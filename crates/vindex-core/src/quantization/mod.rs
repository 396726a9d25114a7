//! f32 → int8 quantization for the vector store (§3 "Vector store (i8)").
//!
//! The orchestrator normalizes host input to unit L2 length, then quantizes
//! each lane independently: clamp to `[-1, 1]`, scale to `[-127, 127]`, and
//! round to the nearest integer. This is deliberately simpler than a
//! per-vector min/max scalar quantization scheme — spec.md fixes the input
//! range at `[-1, 1]` so that quantized distances stay comparable across
//! vectors without per-vector scale/offset bookkeeping.

/// Scales a clamped `[-1, 1]` component to the `[-127, 127]` int8 range.
const SCALE: f32 = 127.0;

/// Quantizes a normalized f32 vector to int8 (§3).
///
/// Each component is clamped to `[-1, 1]` before scaling, so values outside
/// that range saturate rather than wrap.
#[must_use]
pub fn quantize_i8(vector: &[f32]) -> Vec<i8> {
    vector
        .iter()
        .map(|&v| (v.clamp(-1.0, 1.0) * SCALE).round() as i8)
        .collect()
}

/// Normalizes `vector` to unit L2 length in place. A zero vector is left
/// unchanged (there is no direction to normalize to).
pub fn normalize_l2(vector: &mut [f32]) {
    let norm_sq: f32 = vector.iter().map(|v| v * v).sum();
    if norm_sq <= f32::EPSILON {
        return;
    }
    let inv_norm = norm_sq.sqrt().recip();
    for v in vector {
        *v *= inv_norm;
    }
}

/// Exact f32 squared L2 distance, used for the re-rank pass (§4.F step 7).
#[must_use]
pub fn l2_sq_f32(a: &[f32], b: &[f32]) -> f32 {
    a.iter().zip(b).map(|(x, y)| (x - y) * (x - y)).sum()
}

#[cfg(test)]
mod tests {
    use super::*;

    #[test]
    fn quantize_clamps_and_rounds() {
        let q = quantize_i8(&[1.0, -1.0, 0.5, 2.0, -2.0]);
        assert_eq!(q, vec![127, -127, 64, 127, -127]);
    }

    #[test]
    fn normalize_produces_unit_vector() {
        let mut v = vec![3.0, 4.0];
        normalize_l2(&mut v);
        let norm: f32 = v.iter().map(|x| x * x).sum::<f32>().sqrt();
        assert!((norm - 1.0).abs() < 1e-6);
    }

    #[test]
    fn normalize_leaves_zero_vector_untouched() {
        let mut v = vec![0.0, 0.0];
        normalize_l2(&mut v);
        assert_eq!(v, vec![0.0, 0.0]);
    }

    #[test]
    fn l2_sq_f32_matches_manual_computation() {
        let d = l2_sq_f32(&[0.0, 0.0], &[3.0, 4.0]);
        assert!((d - 25.0).abs() < 1e-6);
    }
}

■ **Your objective**
In the material above, find the line with "let mut v = vec![0.0, 0.0];"; then copy it and every line after it, exactly, through the end.

■ **Output of the exercise**
        let mut v = vec![0.0, 0.0];
        normalize_l2(&mut v);
        assert_eq!(v, vec![0.0, 0.0]);
    }

    #[test]
    fn l2_sq_f32_matches_manual_computation() {
        let d = l2_sq_f32(&[0.0, 0.0], &[3.0, 4.0]);
        assert!((d - 25.0).abs() < 1e-6);
    }
}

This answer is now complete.